Страсть к невозможному. В поисках истины, доброты и красоты - Страница 17
Однажды меня пригласили на религиозную конференцию. Прямо передо мной выступал джайнский монах. Он говорил прекрасные вещи. Но я чувствовал вибрацию этого человека — все, о чем он говорил, звучало так, будто это говорил попугай. Он ничего не знал. Его глаза, его лицо, его жесты и речь ничего не выражали. Его слова были пусты, хотя и были взяты из писаний.
Я выступал после него. В этом городе я был новичок, а монах, говоривший до меня, был очень популярен в этих местах, и люди пришли послушать именно его. Я был молод и абсолютно неизвестен; я впервые приехал в этот город, и, когда тот монах закончил, люди начали расходиться.

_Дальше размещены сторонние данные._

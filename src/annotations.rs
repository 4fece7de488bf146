//! Readers turning gene family annotation tables into [`AnnotationRecord`]s.
//!
//! Three tab-separated layouts are understood:
//!
//! - canonical: `orf_id  bit_score  gene_family`
//! - eggNOG-mapper `.emapper.annotations`: bit score in column 4, gene family
//!   is the most basal orthologous group of column 5
//! - KEGG (KofamScan-style `.tsv`): KO in column 2, bit score in column 4
//!
//! Lines starting with `#` are ignored. The genome of an ORF is the part of its
//! identifier before the first underscore. Compressed inputs (xz, gzip, zstd)
//! are recognised by their magic bytes.

use crate::error::MarselError;
use crate::record::{AnnotationRecord, genome_from_orf};
use anyhow::{Context, Result};
use flate2::read::MultiGzDecoder;
use liblzma::read::XzDecoder;
use rayon::prelude::*;
use serde::{Deserialize, Serialize};
use std::fmt;
use std::fs::File;
use std::io::{BufRead, BufReader, Read};
use std::path::{Path, PathBuf};
use std::str::FromStr;

const XZ_MAGIC: &[u8] = &[0xFD, b'7', b'z', b'X', b'Z', 0x00];
const GZIP_MAGIC: &[u8] = &[0x1F, 0x8B];
const ZSTD_MAGIC: &[u8] = &[0x28, 0xB5, 0x2F, 0xFD];
const READ_BUFFER_SIZE: usize = 256 * 1024;

/// Layout of an annotation table
#[derive(Debug, Clone, Copy, PartialEq, Eq, Default, Serialize, Deserialize)]
#[serde(rename_all = "lowercase")]
pub enum AnnotationFormat {
    #[default]
    Canonical,
    Eggnog,
    Kegg,
}

impl AnnotationFormat {
    /// Suffix appended to names in a file list
    pub fn list_suffix(&self) -> &'static str {
        match self {
            AnnotationFormat::Canonical => "",
            AnnotationFormat::Eggnog => ".emapper.annotations",
            AnnotationFormat::Kegg => ".tsv",
        }
    }

    /// Column indices of (orf, bit score, gene family)
    fn columns(&self) -> (usize, usize, usize) {
        match self {
            AnnotationFormat::Canonical => (0, 1, 2),
            AnnotationFormat::Eggnog => (0, 3, 4),
            AnnotationFormat::Kegg => (0, 3, 1),
        }
    }

    fn gene_family<'a>(&self, field: &'a str) -> &'a str {
        match self {
            // "COG0001@1|root,COG0001@2|Bacteria" -> "COG0001"
            AnnotationFormat::Eggnog => field
                .split('|')
                .next()
                .and_then(|og| og.split('@').next())
                .unwrap_or(field),
            _ => field,
        }
    }
}

impl FromStr for AnnotationFormat {
    type Err = anyhow::Error;

    fn from_str(s: &str) -> Result<Self> {
        match s.to_ascii_lowercase().as_str() {
            "canonical" => Ok(AnnotationFormat::Canonical),
            "eggnog" => Ok(AnnotationFormat::Eggnog),
            "kegg" => Ok(AnnotationFormat::Kegg),
            _ => Err(anyhow::anyhow!(
                "Unknown annotation format {:?}. Choose canonical, eggnog or kegg.",
                s
            )),
        }
    }
}

impl fmt::Display for AnnotationFormat {
    fn fmt(&self, f: &mut fmt::Formatter<'_>) -> fmt::Result {
        let name = match self {
            AnnotationFormat::Canonical => "canonical",
            AnnotationFormat::Eggnog => "eggnog",
            AnnotationFormat::Kegg => "kegg",
        };
        write!(f, "{}", name)
    }
}

enum Codec {
    Plain,
    Xz,
    Gzip,
    Zstd,
}

/// Open a possibly compressed file for reading
pub fn open_decompressed(path: &Path) -> Result<Box<dyn Read + Send>> {
    let file = File::open(path)
        .with_context(|| format!("Failed to open annotation file: {}", path.display()))?;
    let mut reader = BufReader::with_capacity(READ_BUFFER_SIZE, file);
    let head = reader
        .fill_buf()
        .with_context(|| format!("Failed to read annotation file: {}", path.display()))?;

    let codec = if head.starts_with(XZ_MAGIC) {
        Codec::Xz
    } else if head.starts_with(GZIP_MAGIC) {
        Codec::Gzip
    } else if head.starts_with(ZSTD_MAGIC) {
        Codec::Zstd
    } else {
        Codec::Plain
    };

    let decoded: Box<dyn Read + Send> = match codec {
        Codec::Xz => Box::new(XzDecoder::new_multi_decoder(reader)),
        Codec::Gzip => Box::new(MultiGzDecoder::new(reader)),
        Codec::Zstd => Box::new(
            zstd::stream::read::Decoder::with_buffer(reader)
                .context("Failed to initialise zstd decoder")?,
        ),
        Codec::Plain => Box::new(reader),
    };
    Ok(decoded)
}

/// Parse one annotation table.
///
/// Malformed records abort the whole table; the diagnostic names the record,
/// the file and the line.
pub fn parse_annotations<R: Read>(
    reader: R,
    source_file: &str,
    format: AnnotationFormat,
) -> Result<Vec<AnnotationRecord>> {
    let mut csv_reader = csv::ReaderBuilder::new()
        .delimiter(b'\t')
        .has_headers(false)
        .comment(Some(b'#'))
        .flexible(true)
        .quoting(false)
        .from_reader(reader);

    let (orf_col, score_col, family_col) = format.columns();
    let mut records = Vec::new();

    for (index, row) in csv_reader.records().enumerate() {
        let row = row.with_context(|| format!("Failed to read a line of {}", source_file))?;
        let line = row.position().map_or(0, |p| p.line());

        if row.iter().all(|field| field.trim().is_empty()) {
            continue;
        }

        let field = |col: usize| row.get(col).map(str::trim).unwrap_or("");
        let orf_id = field(orf_col);
        let malformed = |reason: String| MarselError::MalformedRecord {
            index,
            orf_id: orf_id.to_string(),
            reason: format!("{} ({}:{})", reason, source_file, line),
        };

        if row.len() <= orf_col.max(score_col).max(family_col) {
            return Err(malformed(format!(
                "expected at least {} {} columns, found {}",
                orf_col.max(score_col).max(family_col) + 1,
                format,
                row.len()
            ))
            .into());
        }

        let bit_score: f64 = field(score_col)
            .parse()
            .map_err(|_| malformed(format!("invalid bit score {:?}", field(score_col))))?;

        let record = AnnotationRecord {
            orf_id: orf_id.to_string(),
            genome_id: genome_from_orf(orf_id).to_string(),
            source_file: source_file.to_string(),
            bit_score,
            gene_family: format.gene_family(field(family_col)).to_string(),
        };
        record.validate(index)?;
        records.push(record);
    }

    Ok(records)
}

/// Read and parse a single annotation file
pub fn load_annotation_file(path: &Path, format: AnnotationFormat) -> Result<Vec<AnnotationRecord>> {
    let source_file = path
        .file_name()
        .map(|name| name.to_string_lossy().to_string())
        .unwrap_or_else(|| path.to_string_lossy().to_string());
    let reader = open_decompressed(path)?;
    parse_annotations(reader, &source_file, format)
        .with_context(|| format!("Failed to parse annotation file: {}", path.display()))
}

/// Resolve the entries of a file list against an input directory.
///
/// Compressed variants (`.xz`, `.gz`, `.zst`) are picked up when the plain
/// name does not exist.
pub fn resolve_file_list(
    list_path: &Path,
    input_dir: &Path,
    format: AnnotationFormat,
) -> Result<Vec<PathBuf>> {
    let list = std::fs::read_to_string(list_path)
        .with_context(|| format!("Failed to read file list: {}", list_path.display()))?;

    let mut paths = Vec::new();
    for name in list.lines().map(str::trim).filter(|l| !l.is_empty()) {
        let base = input_dir.join(format!("{}{}", name, format.list_suffix()));
        let candidates = [
            base.clone(),
            PathBuf::from(format!("{}.xz", base.display())),
            PathBuf::from(format!("{}.gz", base.display())),
            PathBuf::from(format!("{}.zst", base.display())),
        ];
        let path = candidates
            .into_iter()
            .find(|p| p.is_file())
            .ok_or_else(|| anyhow::anyhow!("Annotation file does not exist: {}", base.display()))?;
        paths.push(path);
    }

    if paths.is_empty() {
        return Err(anyhow::anyhow!(
            "File list contains no annotation files: {}",
            list_path.display()
        ));
    }
    Ok(paths)
}

/// Load annotations from one file, or from every file named in a list when an
/// input directory is given. Files are parsed in parallel; record order
/// follows the list.
pub fn load_annotations(
    input: &Path,
    input_dir: Option<&Path>,
    format: AnnotationFormat,
) -> Result<Vec<AnnotationRecord>> {
    if !input.exists() {
        return Err(anyhow::anyhow!("Input file does not exist: {}", input.display()));
    }

    let Some(input_dir) = input_dir else {
        return load_annotation_file(input, format);
    };

    let paths = resolve_file_list(input, input_dir, format)?;
    let per_file: Vec<Vec<AnnotationRecord>> = paths
        .par_iter()
        .map(|path| load_annotation_file(path, format))
        .collect::<Result<_>>()?;

    let mut records = Vec::with_capacity(per_file.iter().map(Vec::len).sum());
    for batch in per_file {
        records.extend(batch);
    }
    Ok(records)
}

#[cfg(test)]
mod tests {
    use super::*;
    use flate2::Compression;
    use flate2::write::GzEncoder;
    use std::io::Write;
    use tempfile::tempdir;

    const CANONICAL: &str = "# orf\tscore\tfamily\nG1_1\t120.5\tK00001\nG1_2\t80\tK00002\n\nG2_1\t99.9\tK00001\n";

    #[test]
    fn test_parse_canonical() {
        let records =
            parse_annotations(CANONICAL.as_bytes(), "sample.tsv", AnnotationFormat::Canonical).unwrap();
        assert_eq!(records.len(), 3);
        assert_eq!(
            records[0],
            AnnotationRecord::new("G1_1", "G1", "sample.tsv", 120.5, "K00001")
        );
        assert_eq!(records[2].genome_id, "G2");
    }

    #[test]
    fn test_parse_eggnog() {
        let line = "G7_12\t1234.SEED\t1e-50\t210.3\tCOG0012@1|root,COG0012@2|Bacteria\tX\n";
        let records =
            parse_annotations(line.as_bytes(), "G7.emapper.annotations", AnnotationFormat::Eggnog)
                .unwrap();
        assert_eq!(records[0].gene_family, "COG0012");
        assert_eq!(records[0].bit_score, 210.3);
        assert_eq!(records[0].genome_id, "G7");
    }

    #[test]
    fn test_parse_kegg() {
        let line = "G3_5\tK02946\t150.0\t301.2\t1.2e-90\n";
        let records = parse_annotations(line.as_bytes(), "G3.tsv", AnnotationFormat::Kegg).unwrap();
        assert_eq!(records[0].gene_family, "K02946");
        assert_eq!(records[0].bit_score, 301.2);
    }

    #[test]
    fn test_bad_score_is_malformed() {
        let input = "G1_1\t10\tK1\nG1_2\tnot-a-number\tK1\n";
        let err = parse_annotations(input.as_bytes(), "bad.tsv", AnnotationFormat::Canonical)
            .unwrap_err();
        match err.downcast_ref::<MarselError>() {
            Some(MarselError::MalformedRecord { index, orf_id, reason }) => {
                assert_eq!(*index, 1);
                assert_eq!(orf_id, "G1_2");
                assert!(reason.contains("bad.tsv:2"));
            }
            other => panic!("expected MalformedRecord, got {:?}", other),
        }
    }

    #[test]
    fn test_missing_columns_and_negative_scores() {
        let short = "G1_1\t10\n";
        assert!(parse_annotations(short.as_bytes(), "s.tsv", AnnotationFormat::Canonical).is_err());
        let negative = "G1_1\t-3\tK1\n";
        assert!(parse_annotations(negative.as_bytes(), "n.tsv", AnnotationFormat::Canonical).is_err());
    }

    #[test]
    fn test_gzip_and_file_list() {
        let dir = tempdir().unwrap();

        let plain = dir.path().join("G1.tsv");
        std::fs::write(&plain, "G1_1\tK1\t1\t50.0\n").unwrap();

        let compressed = dir.path().join("G2.tsv.gz");
        let mut encoder = GzEncoder::new(File::create(&compressed).unwrap(), Compression::default());
        encoder.write_all(b"G2_1\tK1\t1\t40.0\nG2_2\tK2\t1\t30.0\n").unwrap();
        encoder.finish().unwrap();

        let list = dir.path().join("genomes.txt");
        std::fs::write(&list, "G1\nG2\n\n").unwrap();

        let records = load_annotations(&list, Some(dir.path()), AnnotationFormat::Kegg).unwrap();
        let orfs: Vec<&str> = records.iter().map(|r| r.orf_id.as_str()).collect();
        assert_eq!(orfs, vec!["G1_1", "G2_1", "G2_2"]);
        assert_eq!(records[1].source_file, "G2.tsv.gz");
    }

    #[test]
    fn test_xz_and_zstd_files() {
        let dir = tempdir().unwrap();

        // Two concatenated xz streams
        let xz_path = dir.path().join("G1.tsv.xz");
        let mut xz_bytes = Vec::new();
        for chunk in ["G1_1\t120.5\tK00001\n", "G1_2\t80\tK00002\n"] {
            let mut encoder = liblzma::write::XzEncoder::new(Vec::new(), 6);
            encoder.write_all(chunk.as_bytes()).unwrap();
            xz_bytes.extend(encoder.finish().unwrap());
        }
        std::fs::write(&xz_path, xz_bytes).unwrap();

        let records = load_annotation_file(&xz_path, AnnotationFormat::Canonical).unwrap();
        let orfs: Vec<&str> = records.iter().map(|r| r.orf_id.as_str()).collect();
        assert_eq!(orfs, vec!["G1_1", "G1_2"]);
        assert_eq!(records[1].gene_family, "K00002");
        assert_eq!(records[0].source_file, "G1.tsv.xz");

        let zstd_path = dir.path().join("G2.tsv.zst");
        let mut encoder = zstd::stream::write::Encoder::new(File::create(&zstd_path).unwrap(), 0)
            .unwrap();
        encoder.write_all(CANONICAL.as_bytes()).unwrap();
        encoder.finish().unwrap();

        let records = load_annotation_file(&zstd_path, AnnotationFormat::Canonical).unwrap();
        assert_eq!(records.len(), 3);
        assert_eq!(
            records[0],
            AnnotationRecord::new("G1_1", "G1", "G2.tsv.zst", 120.5, "K00001")
        );
        assert_eq!(records[2].orf_id, "G2_1");
    }

    #[test]
    fn test_missing_listed_file() {
        let dir = tempdir().unwrap();
        let list = dir.path().join("genomes.txt");
        std::fs::write(&list, "absent\n").unwrap();
        assert!(load_annotations(&list, Some(dir.path()), AnnotationFormat::Eggnog).is_err());
    }

    #[test]
    fn test_format_names() {
        assert_eq!("EggNOG".parse::<AnnotationFormat>().unwrap(), AnnotationFormat::Eggnog);
        assert_eq!(AnnotationFormat::Kegg.to_string(), "kegg");
        assert!("pfam".parse::<AnnotationFormat>().is_err());
    }
}
//! Built-in validators
//!
//! Every validator here is built by a factory function and passes zero
//! values (`""`, `0`, empty collections) unless [`required`] ran earlier in
//! the same chain.
//!
//! # Categories
//!
//! - **Presence**: [`required`]
//! - **Quantity**: [`length`], [`fixed_length`], [`min_length`],
//!   [`max_length`], [`range`], [`minimum`], [`maximum`]
//! - **Format**: [`email`], [`regex`], [`url`], [`uri`], [`urn_rfc2141`],
//!   [`file_path`], [`hostname`], [`mac`], character classes, colors,
//!   encodings, identifiers, [`json`], [`html`]
//! - **Comparison**: [`equal`], [`not_equal`], [`one_of`], [`not_one_of`]
//! - **Datetime** (feature `temporal`): [`datetime`]
//! - **Network** (feature `network`): [`tcp_address`], [`ip_address`],
//!   [`unix_address`] and their per-family variants
//!
//! # Examples
//!
//! ```
//! use tavern_validator::prelude::*;
//!
//! let username = rule!("alice"; required(), length(3, 20), alphanumeric());
//! assert!(validate(&username).is_ok());
//!
//! let age = rule!(17; range(18, 130));
//! assert!(validate(&age).unwrap_err().is(&ERR_RANGE));
//! ```

pub mod bounds;
pub mod color;
pub mod content;
pub mod encoding;
pub mod hostname;
pub mod html;
pub mod identifier;
pub mod json_string;
pub mod length;
pub mod mac_address;
pub mod pattern;
pub mod range;
pub mod required;

#[cfg(feature = "network")]
pub mod network;
#[cfg(feature = "temporal")]
pub mod time;

// ============================================================================
// RE-EXPORTS
// ============================================================================

pub use bounds::{Maximum, Minimum, maximum, minimum};
pub use color::{Hsl, Hsla, HexColor, Rgb, Rgba, hex_color, hsl, hsla, rgb, rgba};
pub use content::{
    Contains, Equal, NotContains, NotEqual, NotOneOf, OneOf, Prefix, Suffix, contains, equal,
    not_contains, not_equal, not_one_of, one_of, prefix, suffix,
};
pub use encoding::{
    Ascii, Base64, Base64Url, DataUri, Multibyte, PrintableAscii, ascii, base64, base64_url,
    data_uri, multibyte, printable_ascii,
};
pub use hostname::{Hostname, hostname};
pub use html::{Html, html};
pub use identifier::{
    BitcoinAddress, BitcoinAddressBech32, EthereumAddress, Isbn, Isbn10, Isbn13, Uuid, Uuid3,
    Uuid4, Uuid5, bitcoin_address, bitcoin_address_bech32, ethereum_address, isbn, isbn10,
    isbn13, uuid, uuid3, uuid4, uuid5,
};
pub use json_string::{Json, json};
pub use length::{
    FixedLength, Length, MaxLength, MinLength, fixed_length, length, max_length, min_length,
};
pub use mac_address::{Mac, mac};
pub use pattern::{
    Alpha, AlphaUnicode, Alphanumeric, AlphanumericUnicode, Email, FilePath, Hexadecimal,
    Latitude, Longitude, Lowercase, MatchesRegex, Numeric, Uppercase, Uri, Url, UrnRfc2141,
    alpha, alpha_unicode, alphanumeric, alphanumeric_unicode, email, file_path, hexadecimal,
    latitude, longitude, lowercase, numeric, regex, uppercase, uri, url, urn_rfc2141,
};
pub use range::{MaxRange, MinRange, Range, max_range, min_range, range};
pub use required::{Required, required};

#[cfg(feature = "network")]
pub use network::{
    Ip4Address, Ip6Address, IpAddress, Tcp4Address, Tcp6Address, TcpAddress, Udp4Address,
    Udp6Address, UdpAddress, UnixAddress, ip_address, ip4_address, ip6_address, tcp_address,
    tcp4_address, tcp6_address, udp_address, udp4_address, udp6_address, unix_address,
};
#[cfg(feature = "temporal")]
pub use time::{Datetime, datetime};
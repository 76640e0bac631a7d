//! Engine configuration.
//!
//! [`EngineConfig`] deserializes from any serde format. Missing fields take
//! their defaults, unknown fields are rejected.
//!
//! ```
//! use tavern_validator::prelude::*;
//!
//! let config = EngineConfig::from_json_str(r#"{ "length_mode": "bytes" }"#).unwrap();
//! assert_eq!(config.length_mode, LengthMode::Bytes);
//! assert!(config.attach_rule_names);
//! ```

use serde::{Deserialize, Serialize};

use crate::quantity::LengthMode;

/// Settings applied by an [`Engine`](crate::engine::Engine) to every rule.
#[derive(Debug, Clone, Copy, PartialEq, Eq, Serialize, Deserialize)]
#[serde(default, deny_unknown_fields)]
pub struct EngineConfig {
    /// How string size is counted by length checks.
    pub length_mode: LengthMode,

    /// Tag validation errors of named rules with the rule name.
    pub attach_rule_names: bool,
}

impl Default for EngineConfig {
    fn default() -> Self {
        Self {
            length_mode: LengthMode::Chars,
            attach_rule_names: true,
        }
    }
}

impl EngineConfig {
    /// Parses a configuration from JSON.
    ///
    /// # Errors
    ///
    /// Malformed JSON, unknown fields, or an unknown length mode.
    pub fn from_json_str(json: &str) -> Result<Self, serde_json::Error> {
        serde_json::from_str(json)
    }

    /// Sets the length mode.
    #[must_use = "builder methods must be chained or built"]
    pub const fn with_length_mode(mut self, mode: LengthMode) -> Self {
        self.length_mode = mode;
        self
    }

    /// Sets whether named rules tag their errors.
    #[must_use = "builder methods must be chained or built"]
    pub const fn with_rule_names(mut self, attach: bool) -> Self {
        self.attach_rule_names = attach;
        self
    }
}
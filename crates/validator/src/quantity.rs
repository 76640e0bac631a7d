//! Quantity classification and zero detection
//!
//! A value has two independent quantities:
//!
//! - **size**: how long it is. Characters of a string, elements of a
//!   collection, and for numbers the length of their decimal form
//!   (`1000` has size 4, `-10` has size 3, `0.25` has size 4).
//! - **magnitude**: how big it is. Only numbers have one.
//!
//! Length validators constrain size, range validators constrain magnitude.
//! The same `1000` passes `max_length(4)` and fails `max_range(999)`.

use serde::{Deserialize, Serialize};

use crate::value::Value;

// ============================================================================
// LENGTH MODE
// ============================================================================

/// How to count the size of a string.
#[derive(Debug, Clone, Copy, PartialEq, Eq, Hash, Default, Serialize, Deserialize)]
#[serde(rename_all = "snake_case")]
pub enum LengthMode {
    /// Count UTF-8 bytes.
    Bytes,
    /// Count Unicode scalar values.
    #[default]
    Chars,
}

impl LengthMode {
    /// Measures a string according to this mode.
    #[inline]
    pub fn measure(self, input: &str) -> usize {
        match self {
            LengthMode::Bytes => input.len(),
            LengthMode::Chars => input.chars().count(),
        }
    }
}

// ============================================================================
// MAGNITUDE
// ============================================================================

/// Exact magnitude of a numeric value.
///
/// Integers are compared in `i128` so that every `i64` and `u64` value and
/// every `i64` bound are ordered without loss. Floats are rounded toward
/// the bound first (`ceil` for a lower bound, `floor` for an upper one),
/// which is exact because bounds are integers.
#[derive(Debug, Clone, Copy, PartialEq)]
pub(crate) enum Magnitude {
    Integer(i128),
    Float(f64),
}

impl Magnitude {
    /// `self >= bound`. NaN satisfies no bound.
    pub(crate) fn at_least(self, bound: i64) -> bool {
        match self {
            Magnitude::Integer(i) => i >= i128::from(bound),
            Magnitude::Float(f) => !f.is_nan() && (f.ceil() as i128) >= i128::from(bound),
        }
    }

    /// `self <= bound`. NaN satisfies no bound.
    pub(crate) fn at_most(self, bound: i64) -> bool {
        match self {
            Magnitude::Integer(i) => i <= i128::from(bound),
            Magnitude::Float(f) => !f.is_nan() && (f.floor() as i128) <= i128::from(bound),
        }
    }
}

// ============================================================================
// CLASSIFIER
// ============================================================================

impl Value {
    /// Returns true if this is the zero value of its kind.
    ///
    /// `Null`, `false`, `""`, `0`, `0.0`, and empty bytes, sequences and
    /// maps are zero. Every other value is not.
    ///
    /// # Examples
    ///
    /// ```
    /// use tavern_validator::value::Value;
    ///
    /// assert!(Value::from("").is_zero());
    /// assert!(Value::from(0u32).is_zero());
    /// assert!(Value::from(Vec::<i32>::new()).is_zero());
    /// assert!(!Value::from(" ").is_zero());
    /// ```
    pub fn is_zero(&self) -> bool {
        match self {
            Value::Null => true,
            Value::Bool(b) => !b,
            Value::String(s) => s.is_empty(),
            Value::Int(i) => *i == 0,
            Value::Uint(u) => *u == 0,
            Value::Float(f) => *f == 0.0,
            Value::Bytes(b) => b.is_empty(),
            Value::Sequence(items) => items.is_empty(),
            Value::Map(map) => map.is_empty(),
        }
    }

    /// Returns the size of the value, or `None` for kinds without one
    /// (`Null` and `Bool`).
    ///
    /// # Examples
    ///
    /// ```
    /// use tavern_validator::quantity::LengthMode;
    /// use tavern_validator::value::Value;
    ///
    /// assert_eq!(Value::from("héllo").size(LengthMode::Chars), Some(5));
    /// assert_eq!(Value::from("héllo").size(LengthMode::Bytes), Some(6));
    /// assert_eq!(Value::from(1000).size(LengthMode::Chars), Some(4));
    /// assert_eq!(Value::from(1e6).size(LengthMode::Chars), Some(5)); // "1e+06"
    /// assert_eq!(Value::from(true).size(LengthMode::Chars), None);
    /// ```
    pub fn size(&self, mode: LengthMode) -> Option<usize> {
        match self {
            Value::String(s) => Some(mode.measure(s)),
            Value::Bytes(b) => Some(b.len()),
            Value::Sequence(items) => Some(items.len()),
            Value::Map(map) => Some(map.len()),
            Value::Int(i) => Some(decimal_len(i.unsigned_abs()) + usize::from(*i < 0)),
            Value::Uint(u) => Some(decimal_len(*u)),
            Value::Float(f) => Some(format_general(*f).len()),
            Value::Null | Value::Bool(_) => None,
        }
    }

    /// Returns the magnitude of a numeric value as `f64`, or `None` for
    /// non-numeric kinds.
    pub fn numeric(&self) -> Option<f64> {
        match self.magnitude()? {
            Magnitude::Integer(i) => Some(i as f64),
            Magnitude::Float(f) => Some(f),
        }
    }

    pub(crate) fn magnitude(&self) -> Option<Magnitude> {
        match self {
            Value::Int(i) => Some(Magnitude::Integer(i128::from(*i))),
            Value::Uint(u) => Some(Magnitude::Integer(i128::from(*u))),
            Value::Float(f) => Some(Magnitude::Float(*f)),
            _ => None,
        }
    }
}

/// Number of digits in the base-10 form of `n`.
fn decimal_len(n: u64) -> usize {
    n.checked_ilog10().map_or(1, |d| d as usize + 1)
}

// ============================================================================
// GENERAL FLOAT FORMAT
// ============================================================================

/// Formats a float in the shortest general form: plain decimal notation
/// unless the decimal exponent is below -4 or at least 6, in which case
/// `d.ddde±XX` with a two-digit minimum exponent.
///
/// This is the form whose length counts as the size of a float.
///
/// # Examples
///
/// ```
/// use tavern_validator::quantity::format_general;
///
/// assert_eq!(format_general(0.3), "0.3");
/// assert_eq!(format_general(100000.0), "100000");
/// assert_eq!(format_general(1000000.0), "1e+06");
/// assert_eq!(format_general(0.00001), "1e-05");
/// assert_eq!(format_general(f64::NEG_INFINITY), "-Inf");
/// ```
pub fn format_general(value: f64) -> String {
    if value.is_nan() {
        return "NaN".to_owned();
    }
    if value.is_infinite() {
        return if value > 0.0 { "+Inf" } else { "-Inf" }.to_owned();
    }

    // `{:e}` yields the shortest round-trip digits, e.g. "-1.2345e-7".
    let scientific = format!("{value:e}");
    let (mantissa, exponent) = scientific
        .split_once('e')
        .unwrap_or((scientific.as_str(), "0"));
    let exponent: i32 = exponent.parse().unwrap_or(0);
    let (negative, mantissa) = match mantissa.strip_prefix('-') {
        Some(rest) => (true, rest),
        None => (false, mantissa),
    };
    let digits: String = mantissa.chars().filter(char::is_ascii_digit).collect();

    let mut out = String::with_capacity(digits.len() + 8);
    if negative {
        out.push('-');
    }

    if digits.bytes().all(|b| b == b'0') {
        out.push('0');
        return out;
    }

    if !(-4..6).contains(&exponent) {
        out.push_str(&digits[..1]);
        if digits.len() > 1 {
            out.push('.');
            out.push_str(&digits[1..]);
        }
        out.push('e');
        out.push(if exponent < 0 { '-' } else { '+' });
        out.push_str(&format!("{:02}", exponent.unsigned_abs()));
        return out;
    }

    let point = exponent + 1;
    if point <= 0 {
        out.push_str("0.");
        out.extend(std::iter::repeat_n('0', point.unsigned_abs() as usize));
        out.push_str(&digits);
    } else {
        let point = point as usize;
        if point >= digits.len() {
            out.push_str(&digits);
            out.extend(std::iter::repeat_n('0', point - digits.len()));
        } else {
            out.push_str(&digits[..point]);
            out.push('.');
            out.push_str(&digits[point..]);
        }
    }
    out
}

// ============================================================================
// TESTS
// ============================================================================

Я был вынужден кричать в микрофон, чтобы все оставались на своих местах. Естественно, они никогда не слышали такого человека, как я. Я сказал им: «Пожалуйста, займите свои места. Вы не знаете меня… но просто дайте мне пять минут, и потом я предложу вам уйти. Через пять минут я остановлюсь, и все, кто захочет уйти, смогут уйти немедленно, — но на пять минут я имею полное право. Вы меня пригласили, и вы ведете себя неподобающе».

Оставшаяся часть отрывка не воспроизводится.